February 22, 2012

Ash Wednesday: Hypocrisy, Necrosis, Mimesis

Another Ash Wednesday, and with it the hope for a new beginning of the Christian life. This is my twentieth Lent already, and since I was baptized when I was twenty years old, that means that in another year or so--should God grant me to live that long--I'll be able to start saying that I've spent most of my life on earth as a Christian.

I'm thoroughly convinced of my own interpretation of Ash Wednesday, namely that it is public, communal, purposeful disregard for the gospel that serves to confess to God and to each other that this is who we have been all along, people who have heard the good news and received the divine invitation, but have not yet surrendered, not yet lived gospel lives. What else could it mean to proclaim the gospel that tells us to wash our faces when we fast and not to perform righteous deeds that they may be seen, and then eagerly line up to have someone put dirt on our faces with great solemnity and then walk around like that all day? I wear the ashes because I want everyone to know--and to remember myself--that I am a gospel-disregarding hypocrite. But within that confession is the hope for a new beginning, to do penance, to amend my life, to repent and believe the gospel once again.

Nevertheless, as attached I am to this understanding, there are other things going on with Ash Wednesday. One of them I didn't start to notice until I was a parish priest and was baptizing babies with some regularity. At the beginning of the celebration of infant baptism, the families are met at the entrance to the church. As the names of the babies are called out, the minister of baptism makes the sign of the cross on the forehead of each, inviting parents and godparents to do the same. With this, the minister announces that the Christian community welcomes her new member with joy, and that the child is 'claimed' for Christ.

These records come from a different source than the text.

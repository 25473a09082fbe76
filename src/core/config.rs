use chrono::TimeDelta;

use crate::{
    core::{error::PlanError, tariff::Tariff},
    quantity::energy::KilowattHours,
};

/// Engine parameters shared by every component of a single planning call.
#[derive(Copy, Clone, Debug, bon::Builder)]
pub struct EngineConfig {
    #[builder(default = KilowattHours::from(50.0))]
    pub battery_capacity: KilowattHours,

    #[builder(default)]
    pub tariff: Tariff,

    /// Width of a start-time candidate slot.
    #[builder(default = TimeDelta::minutes(15))]
    pub slot_interval: TimeDelta,

    /// Integration step.
    #[builder(default = TimeDelta::minutes(5))]
    pub sub_interval: TimeDelta,

    /// The slot grid never extends further than this from «now».
    #[builder(default = TimeDelta::hours(48))]
    pub max_scan_span: TimeDelta,

    /// Hard limit on integration steps within a single simulation.
    #[builder(default = 2000)]
    pub max_steps: usize,
}

impl Default for EngineConfig {
    fn default() -> Self {
        Self::builder().build()
    }
}

impl EngineConfig {
    pub fn validate(&self) -> Result<(), PlanError> {
        if !self.battery_capacity.is_positive() {
            return Err(PlanError::InvalidConfiguration(format!(
                "battery capacity must be positive, got {}",
                self.battery_capacity,
            )));
        }
        if self.sub_interval.num_milliseconds() <= 0 || self.slot_interval.num_milliseconds() <= 0 {
            return Err(PlanError::InvalidConfiguration(
                "slot and integration intervals must be at least a millisecond".to_string(),
            ));
        }
        if self.max_scan_span < self.slot_interval {
            return Err(PlanError::InvalidConfiguration(
                "the scan span must cover at least one slot".to_string(),
            ));
        }
        if self.max_steps == 0 {
            return Err(PlanError::InvalidConfiguration(
                "the step limit must be positive".to_string(),
            ));
        }
        Ok(())
    }

    /// Upper bound on the number of slots in a grid.
    #[expect(clippy::cast_possible_truncation, clippy::cast_sign_loss)]
    pub fn max_slots(&self) -> usize {
        (self.max_scan_span.num_milliseconds() / self.slot_interval.num_milliseconds().max(1))
            .max(0) as usize
    }
}
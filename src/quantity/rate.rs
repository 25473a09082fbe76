use std::fmt::{Debug, Display, Formatter};

use crate::quantity::Quantity;

/// Price per kilowatt-hour.
pub type KilowattHourRate = Quantity<f64, -1, -1, 1>;

impl Display for KilowattHourRate {
    fn fmt(&self, f: &mut Formatter<'_>) -> std::fmt::Result {
        write!(f, "{:.2}/kWh", self.0)
    }
}

impl Debug for KilowattHourRate {
    fn fmt(&self, f: &mut Formatter<'_>) -> std::fmt::Result {
        write!(f, "{:.3}/kWh", self.0)
    }
}
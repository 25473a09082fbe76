use std::iter;

use chrono::{DateTime, Local, TimeDelta};
use serde::Serialize;

use crate::{
    core::{
        config::EngineConfig,
        deadline::next_after,
        simulator::{PriceSource, StepWindow},
        tariff::PriceTier,
    },
    quantity::rate::KilowattHourRate,
};

#[derive(Copy, Clone, Debug, PartialEq, Serialize)]
pub struct TimeSlot {
    pub start: DateTime<Local>,
    pub tier: PriceTier,
    pub rate: KilowattHourRate,
}

/// Evenly spaced, price-tagged start-time candidates from «now» towards the departure.
#[derive(Clone, Debug)]
pub struct SlotGrid {
    slots: Vec<TimeSlot>,
    interval: TimeDelta,
}

impl SlotGrid {
    /// Build the grid up to the departure, capped by the maximum scan span.
    ///
    /// A departure that is not after `now` is taken for the same time tomorrow. The grid is
    /// empty when the window is shorter than a single slot.
    pub fn build(now: DateTime<Local>, departure: DateTime<Local>, config: &EngineConfig) -> Self {
        let departure = next_after(now, departure);
        let slots = if departure - now < config.slot_interval {
            Vec::new()
        } else {
            iter::successors(Some(now), |start| Some(*start + config.slot_interval))
                .take(config.max_slots())
                .take_while(|start| *start < departure)
                .map(|start| {
                    let tier = config.tariff.tier(start);
                    TimeSlot { start, tier, rate: config.tariff.rate(tier) }
                })
                .collect()
        };
        Self { slots, interval: config.slot_interval }
    }

    pub fn slots(&self) -> &[TimeSlot] {
        &self.slots
    }

    pub const fn interval(&self) -> TimeDelta {
        self.interval
    }

    pub const fn len(&self) -> usize {
        self.slots.len()
    }

    pub const fn is_empty(&self) -> bool {
        self.slots.is_empty()
    }

    /// Slot containing the instant, treating each slot as half-open.
    fn position(&self, instant: DateTime<Local>) -> Option<usize> {
        let first = self.slots.first()?;
        if instant < first.start {
            return None;
        }
        let offset = (instant - first.start).num_milliseconds();
        let index = usize::try_from(offset / self.interval.num_milliseconds()).ok()?;
        (index < self.slots.len()).then_some(index)
    }
}

/// Slot-anchored pricing: a step never crosses a slot boundary, and the slot's rate applies
/// to all energy delivered within it.
impl PriceSource for SlotGrid {
    fn window(&self, from: DateTime<Local>) -> StepWindow {
        match self.position(from) {
            Some(index) => StepWindow::Until(self.slots[index].start + self.interval),
            None => StepWindow::Exhausted,
        }
    }

    fn rate(&self, from: DateTime<Local>, _to: DateTime<Local>) -> KilowattHourRate {
        self.position(from).map_or(KilowattHourRate::ZERO, |index| self.slots[index].rate)
    }
}
use crate::quantity::percent::Percent;

/// Charge rate multiplier for the state-of-charge: chargers derate close to full capacity.
pub fn taper_factor(soc: Percent) -> f64 {
    if soc.0 < 80.0 {
        1.0
    } else if soc.0 < 90.0 {
        0.5
    } else {
        0.2
    }
}
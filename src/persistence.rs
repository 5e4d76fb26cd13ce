use crate::core::types::UserProfile;
use std::cell::{Cell, RefCell};
use std::collections::HashMap;
use std::fs;
use std::io::{self, Write};
use std::path::PathBuf;
use std::rc::Rc;
use tempfile::NamedTempFile;

/// Storage slot for the dictionary word list (a JSON array of strings).
pub const DICTIONARY_KEY: &str = "user_dictionary";
/// Storage slot for the player profile (a JSON object).
pub const PROFILE_KEY: &str = "user_profile";

/// A string-keyed blob store holding the engine's persisted JSON values.
///
/// The engine never surfaces these errors to gameplay callers; they are
/// logged at the call site and the in-memory state stays authoritative.
pub trait BlobStore {
    /// Reads the value under `key`; `Ok(None)` when the slot has never been
    /// written.
    fn read(&self, key: &str) -> io::Result<Option<String>>;

    /// Replaces the value under `key`.
    fn write(&mut self, key: &str, value: &str) -> io::Result<()>;
}

/// File-backed store: one JSON file per key under a data directory.
pub struct FileStore {
    dir: PathBuf,
}

impl FileStore {
    pub fn new(dir: impl Into<PathBuf>) -> Self {
        Self { dir: dir.into() }
    }

    fn slot_path(&self, key: &str) -> PathBuf {
        self.dir.join(key).with_extension("json")
    }
}

impl BlobStore for FileStore {
    fn read(&self, key: &str) -> io::Result<Option<String>> {
        match fs::read_to_string(self.slot_path(key)) {
            Ok(value) => Ok(Some(value)),
            Err(e) if e.kind() == io::ErrorKind::NotFound => Ok(None),
            Err(e) => Err(e),
        }
    }

    fn write(&mut self, key: &str, value: &str) -> io::Result<()> {
        fs::create_dir_all(&self.dir)?;
        // Write to a sibling temp file, then rename into place, so a crash
        // mid-write never leaves a truncated slot behind.
        let mut temp_file = NamedTempFile::new_in(&self.dir)?;
        temp_file.write_all(value.as_bytes())?;
        temp_file.persist(self.slot_path(key)).map_err(|e| e.error)?;
        Ok(())
    }
}

/// In-memory store for tests. Clones share the same slots, so a test can keep
/// a handle while the engine owns another, and writes can be made to fail on
/// demand to exercise the fire-and-forget failure policy.
#[derive(Clone, Default)]
pub struct MemoryStore {
    slots: Rc<RefCell<HashMap<String, String>>>,
    fail_writes: Rc<Cell<bool>>,
}

impl MemoryStore {
    pub fn new() -> Self {
        Self::default()
    }

    pub fn set_fail_writes(&self, fail: bool) {
        self.fail_writes.set(fail);
    }

    /// Direct peek at a slot, bypassing the trait.
    pub fn snapshot(&self, key: &str) -> Option<String> {
        self.slots.borrow().get(key).cloned()
    }
}

impl BlobStore for MemoryStore {
    fn read(&self, key: &str) -> io::Result<Option<String>> {
        Ok(self.slots.borrow().get(key).cloned())
    }

    fn write(&mut self, key: &str, value: &str) -> io::Result<()> {
        if self.fail_writes.get() {
            return Err(io::Error::other("writes disabled"));
        }
        self.slots
            .borrow_mut()
            .insert(key.to_string(), value.to_string());
        Ok(())
    }
}

/// Saves the player profile, flooring the score to a whole number first.
/// Failures are logged and swallowed, same as dictionary saves.
pub fn save_user_profile(store: &mut dyn BlobStore, user_name: &str, score: f64, is_dark_mode: bool) {
    let profile = UserProfile {
        user_name: user_name.to_string(),
        score: score.floor() as i64,
        is_dark_mode,
    };
    let json = match serde_json::to_string(&profile) {
        Ok(json) => json,
        Err(e) => {
            eprintln!("[ERROR] Failed to serialize user profile: {e}");
            return;
        }
    };
    if let Err(e) = store.write(PROFILE_KEY, &json) {
        eprintln!("[ERROR] Failed to save user profile: {e}");
    }
}

/// Loads the player profile; `None` for a first-time user or when the slot
/// cannot be read or parsed.
pub fn load_user_profile(store: &dyn BlobStore) -> Option<UserProfile> {
    let raw = match store.read(PROFILE_KEY) {
        Ok(raw) => raw?,
        Err(e) => {
            eprintln!("[ERROR] Failed to read user profile: {e}");
            return None;
        }
    };
    match serde_json::from_str(&raw) {
        Ok(profile) => Some(profile),
        Err(e) => {
            eprintln!("[ERROR] Persisted user profile is malformed: {e}");
            None
        }
    }
}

It strikes me that this signing at the beginning of the celebration of baptism is the same ritual gesture that is used to give ashes. (I concede that this is not the custom everywhere.) When I receive the little cross of ashes, I think of how it relates to the sign of the cross I too received at the beginning of the ceremony of my own baptism. (Despite being twenty years old at the time, I was baptized according to the rite for children, long story.) It's as if that first sign of the cross, full of hope and joy, is now revealed again as necrotic, my first fervor having been burnt up and being nothing but weightless ash. The baptism that was to give me new life by burying me with Christ in his death has been foiled by the life of death I insist upon for myself with my sins and distraction. On Ash Wednesday I admit this, confess it to God, myself, and everyone else, and hope for a new beginning that I might prepare myself for the renewal of my baptism at the great Vigil of Easter.

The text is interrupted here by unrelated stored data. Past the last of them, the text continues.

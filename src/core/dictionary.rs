use crate::core::trie::Trie;
use crate::persistence::{BlobStore, DICTIONARY_KEY};
use crate::wordlist::{DEFAULT_WORDS, FALLBACK_WORD};
use rand::Rng;
use std::collections::HashSet;

/// The process-wide word store: one trie plus the blob store it persists to.
///
/// Construct one instance at startup, call [`Dictionary::load`] before
/// anything else, and hand it by reference to whatever drives the UI. Every
/// mutation saves through the injected store as a side effect; a failed save
/// is logged and swallowed, and the in-memory trie stays the source of truth.
pub struct Dictionary {
    trie: Trie,
    store: Box<dyn BlobStore>,
    seed_words: &'static [&'static str],
}

impl Dictionary {
    pub fn new(store: Box<dyn BlobStore>) -> Self {
        Self::with_seed(store, DEFAULT_WORDS)
    }

    /// Same as [`Dictionary::new`] with a custom seed vocabulary; tests use
    /// this to exercise the empty-pool fallback.
    pub fn with_seed(store: Box<dyn BlobStore>, seed_words: &'static [&'static str]) -> Self {
        Self {
            trie: Trie::new(),
            store,
            seed_words,
        }
    }

    /// Ingests free text: lowercases it, strips everything that is not an
    /// ASCII letter or whitespace, and inserts each remaining token. Returns
    /// the number of tokens inserted (repeats of an existing word still
    /// count). Saves when at least one token went in.
    pub fn add_words(&mut self, free_text: &str) -> usize {
        let cleaned: String = free_text
            .to_lowercase()
            .chars()
            .filter(|c| c.is_ascii_lowercase() || c.is_whitespace())
            .collect();
        let mut count = 0;
        for token in cleaned.split_whitespace() {
            self.trie.insert(token);
            count += 1;
        }
        if count > 0 {
            self.save();
        }
        count
    }

    /// Removes one word (case-insensitively); saves only when the trie
    /// actually changed. Returns whether it did.
    pub fn delete_word(&mut self, word: &str) -> bool {
        let success = self.trie.remove(&word.to_lowercase());
        if success {
            self.save();
        }
        success
    }

    /// Drops every stored word and persists the now-empty list.
    pub fn reset(&mut self) {
        self.trie.clear();
        self.save();
    }

    /// Number of stored words.
    pub fn len(&self) -> usize {
        self.trie.len()
    }

    pub fn is_empty(&self) -> bool {
        self.trie.is_empty()
    }

    /// True iff `word` is a stored user word.
    pub fn contains(&self, word: &str) -> bool {
        self.trie.search(&word.to_lowercase())
    }

    /// True iff some stored user word starts with `prefix`.
    pub fn has_prefix(&self, prefix: &str) -> bool {
        self.trie.starts_with(&prefix.to_lowercase())
    }

    /// Every stored user word, in no particular order.
    pub fn all_words(&self) -> Vec<String> {
        self.trie.all_words()
    }

    /// Restores the trie from the persisted word list. Returns false and
    /// leaves the trie untouched when the slot is absent, unreadable or not
    /// a JSON array of strings (a first-time user looks the same as a
    /// corrupted slot). Run once at startup, before any other call matters.
    pub fn load(&mut self) -> bool {
        let raw = match self.store.read(DICTIONARY_KEY) {
            Ok(Some(raw)) => raw,
            Ok(None) => return false,
            Err(e) => {
                eprintln!("[ERROR] Failed to read dictionary: {e}");
                return false;
            }
        };
        match serde_json::from_str::<Vec<String>>(&raw) {
            Ok(words) => {
                self.trie.from_words(&words);
                true
            }
            Err(e) => {
                eprintln!("[ERROR] Persisted dictionary is malformed: {e}");
                false
            }
        }
    }

    /// Exports the word list and writes it as a JSON array. Called after
    /// every mutation; failures are logged, never propagated, so gameplay is
    /// never blocked on storage.
    pub fn save(&mut self) {
        let words = self.trie.all_words();
        let json = match serde_json::to_string(&words) {
            Ok(json) => json,
            Err(e) => {
                eprintln!("[ERROR] Failed to serialize dictionary: {e}");
                return;
            }
        };
        if let Err(e) = self.store.write(DICTIONARY_KEY, &json) {
            eprintln!("[ERROR] Failed to save dictionary: {e}");
        }
    }

    /// Draws one word uniformly from the candidate pool: the set union of
    /// the seed vocabulary and the user's stored words, duplicates
    /// collapsed. Seed and user words have equal probability. Falls back to
    /// a fixed word when the pool is empty rather than failing.
    pub fn random_word(&self) -> String {
        let mut pool: HashSet<String> = self
            .seed_words
            .iter()
            .map(|word| (*word).to_string())
            .collect();
        pool.extend(self.trie.all_words());
        if pool.is_empty() {
            return FALLBACK_WORD.to_string();
        }
        let mut pool: Vec<String> = pool.into_iter().collect();
        let idx = rand::rng().random_range(0..pool.len());
        pool.swap_remove(idx)
    }
}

Still another angle that comes to me on Ash Wednesday is its relationship to Holy Thursday. It strikes me that the ritual by which we begin the journey of Lent, Ash Wednesday,  is parallel to the ritual by which Lent gives way to the days of the Paschal Triduum, the Mass of the Lord's Supper. On Ash Wednesday we insist on not following Jesus' practical advice on how to fast, but on Holy Thursday, in the washing of the feet, we take great pains to act out a gospel commandment that can easily be taken figuratively. We begin Lent with a direct violation of the gospel on Ash Wednesday and conclude with direct imitation on Holy Thursday.  The humble service of the washing of the feet is the antidote to the hypocrisy of the dirtying of the heads.

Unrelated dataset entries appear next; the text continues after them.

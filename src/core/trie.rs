use std::collections::HashMap;

#[derive(Debug, Default, Clone)]
struct TrieNode {
    children: HashMap<char, TrieNode>,
    terminal: bool,
}

/// The user's vocabulary as a prefix tree.
///
/// Each node is owned by its parent, so the structure is a true tree with no
/// sharing. `word_count` always equals the number of distinct words for which
/// `search` returns true, and no non-root node is ever left childless and
/// non-terminal (`remove` prunes those on the way back up).
#[derive(Debug, Default, Clone)]
pub struct Trie {
    root: TrieNode,
    word_count: usize,
}

impl Trie {
    pub fn new() -> Self {
        Self::default()
    }

    /// Inserts a word, creating one node per character.
    /// Empty input is a no-op; repeat insertion has no effect.
    /// O(k) where k is word length.
    pub fn insert(&mut self, word: &str) {
        if word.is_empty() {
            return;
        }
        let mut node = &mut self.root;
        for ch in word.chars() {
            node = node.children.entry(ch).or_default();
        }
        if !node.terminal {
            node.terminal = true;
            self.word_count += 1;
        }
    }

    fn walk(&self, path: &str) -> Option<&TrieNode> {
        let mut node = &self.root;
        for ch in path.chars() {
            node = node.children.get(&ch)?;
        }
        Some(node)
    }

    /// True iff `word` was stored as a complete word. O(k).
    pub fn search(&self, word: &str) -> bool {
        !word.is_empty() && self.walk(word).is_some_and(|node| node.terminal)
    }

    /// True iff any stored word starts with `prefix`. O(k).
    pub fn starts_with(&self, prefix: &str) -> bool {
        !prefix.is_empty() && self.walk(prefix).is_some()
    }

    /// Removes a word (matched case-insensitively), pruning any nodes the
    /// deletion leaves childless and non-terminal so that prefixes shared
    /// with other words survive but nothing dangles. Returns false without
    /// touching the structure when the word is not stored. O(k).
    pub fn remove(&mut self, word: &str) -> bool {
        if word.is_empty() {
            return false;
        }
        let chars: Vec<char> = word.to_lowercase().chars().collect();
        let mut removed = false;
        Self::remove_at(&mut self.root, &chars, 0, &mut removed);
        if removed {
            self.word_count -= 1;
        }
        removed
    }

    // Returns true when the caller should delete its edge to `node`.
    fn remove_at(node: &mut TrieNode, chars: &[char], depth: usize, removed: &mut bool) -> bool {
        if depth == chars.len() {
            if !node.terminal {
                // Path exists but only as a prefix of longer words.
                return false;
            }
            node.terminal = false;
            *removed = true;
            return node.children.is_empty();
        }
        let ch = chars[depth];
        let Some(child) = node.children.get_mut(&ch) else {
            return false;
        };
        if Self::remove_at(child, chars, depth + 1, removed) {
            // Backtracking: the child is now useless, drop the edge.
            node.children.remove(&ch);
            return node.children.is_empty() && !node.terminal;
        }
        false
    }

    /// Every stored word, materialized by depth-first traversal.
    /// Order is not meaningful. O(total stored characters).
    pub fn all_words(&self) -> Vec<String> {
        let mut words = Vec::with_capacity(self.word_count);
        let mut path = String::new();
        Self::collect(&self.root, &mut path, &mut words);
        words
    }

    fn collect(node: &TrieNode, path: &mut String, out: &mut Vec<String>) {
        if node.terminal {
            out.push(path.clone());
        }
        for (&ch, child) in &node.children {
            path.push(ch);
            Self::collect(child, path, out);
            path.pop();
        }
    }

    /// Clears the trie and inserts every entry of `words`; used to rebuild
    /// from a persisted list. Empty entries are skipped and duplicates
    /// collapse, per the `insert` contract.
    pub fn from_words<I>(&mut self, words: I)
    where
        I: IntoIterator,
        I::Item: AsRef<str>,
    {
        self.clear();
        for word in words {
            self.insert(word.as_ref());
        }
    }

    /// Resets to an empty trie.
    pub fn clear(&mut self) {
        self.root = TrieNode::default();
        self.word_count = 0;
    }

    /// Number of stored words. O(1).
    pub fn len(&self) -> usize {
        self.word_count
    }

    pub fn is_empty(&self) -> bool {
        self.word_count == 0
    }

    #[cfg(test)]
    fn root_child_count(&self) -> usize {
        self.root.children.len()
    }
}

#[cfg(test)]
mod tests {
    use super::*;

    #[test]
    fn insert_then_search() {
        let mut trie = Trie::new();
        trie.insert("apple");
        assert!(trie.search("apple"));
        assert!(!trie.search("app"));
        assert!(!trie.search("apples"));
        assert_eq!(trie.len(), 1);
    }

    #[test]
    fn insert_is_idempotent() {
        let mut trie = Trie::new();
        trie.insert("apple");
        trie.insert("apple");
        assert_eq!(trie.len(), 1);
    }

    #[test]
    fn empty_input_is_a_no_op() {
        let mut trie = Trie::new();
        trie.insert("");
        assert_eq!(trie.len(), 0);
        assert!(!trie.search(""));
        assert!(!trie.starts_with(""));
        assert!(!trie.remove(""));
    }

    #[test]
    fn starts_with_ignores_terminal_marking() {
        let mut trie = Trie::new();
        trie.insert("apple");
        assert!(trie.starts_with("app"));
        assert!(trie.starts_with("apple"));
        assert!(!trie.starts_with("apples"));
        assert!(!trie.starts_with("b"));
    }

    #[test]
    fn remove_prunes_back_to_shared_prefix() {
        let mut trie = Trie::new();
        trie.insert("cat");
        trie.insert("car");
        assert!(trie.remove("cat"));
        assert!(!trie.search("cat"));
        assert!(trie.search("car"));
        assert_eq!(trie.len(), 1);
    }

    #[test]
    fn remove_keeps_shorter_word_on_same_path() {
        let mut trie = Trie::new();
        trie.insert("app");
        trie.insert("apple");
        assert!(trie.remove("apple"));
        assert!(trie.search("app"));
        // "appl" must have been pruned along with "apple".
        assert!(!trie.starts_with("appl"));
    }

    #[test]
    fn remove_of_inner_word_keeps_longer_word() {
        let mut trie = Trie::new();
        trie.insert("apple");
        trie.insert("app");
        trie.insert("apt");
        assert_eq!(trie.len(), 3);
        assert!(trie.remove("app"));
        assert_eq!(trie.len(), 2);
        assert!(!trie.search("app"));
        assert!(trie.search("apple"));
        assert!(trie.search("apt"));
    }

    #[test]
    fn remove_absent_word_changes_nothing() {
        let mut trie = Trie::new();
        trie.insert("apple");
        assert!(!trie.remove("app"));
        assert!(!trie.remove("apples"));
        assert!(!trie.remove("banana"));
        assert_eq!(trie.len(), 1);
        assert!(trie.search("apple"));
    }

    #[test]
    fn remove_is_case_insensitive() {
        let mut trie = Trie::new();
        trie.insert("apple");
        assert!(trie.remove("APPLE"));
        assert!(!trie.search("apple"));
    }

    #[test]
    fn removing_every_word_leaves_no_dangling_nodes() {
        let mut trie = Trie::new();
        let words = ["cat", "car", "card", "care", "dog"];
        for w in words {
            trie.insert(w);
        }
        for w in words {
            assert!(trie.remove(w));
        }
        assert_eq!(trie.len(), 0);
        assert_eq!(trie.root_child_count(), 0);
    }

    #[test]
    fn all_words_round_trips_through_from_words() {
        let mut trie = Trie::new();
        for w in ["apple", "app", "apt", "banana"] {
            trie.insert(w);
        }
        let exported = trie.all_words();
        assert_eq!(exported.len(), 4);

        let mut rebuilt = Trie::new();
        rebuilt.from_words(&exported);
        assert_eq!(rebuilt.len(), trie.len());
        for w in ["apple", "app", "apt", "banana"] {
            assert!(rebuilt.search(w));
        }
    }

    #[test]
    fn from_words_replaces_previous_contents() {
        let mut trie = Trie::new();
        trie.insert("old");
        trie.from_words(["new", "words", "", "words"]);
        assert!(!trie.search("old"));
        assert!(trie.search("new"));
        assert!(trie.search("words"));
        assert_eq!(trie.len(), 2);
    }
}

As we begin this Lent, may we all come to know Jesus anew. In his saving humility, he washes the feet of those who don't know how to wash their faces.

2 comments:

Anthony Zuba said...

Some of your thoughts today seem kindred to mine, posted to the ether nearly the same time as yours:

http://fromabrother.blogspot.com/2012/02/ash-wednesday.html

Brother Charles said...

posted to the ether nearly the same time as yours

One of those little ways that the secret economies of grace peek out into our awareness. Thanks for the comment!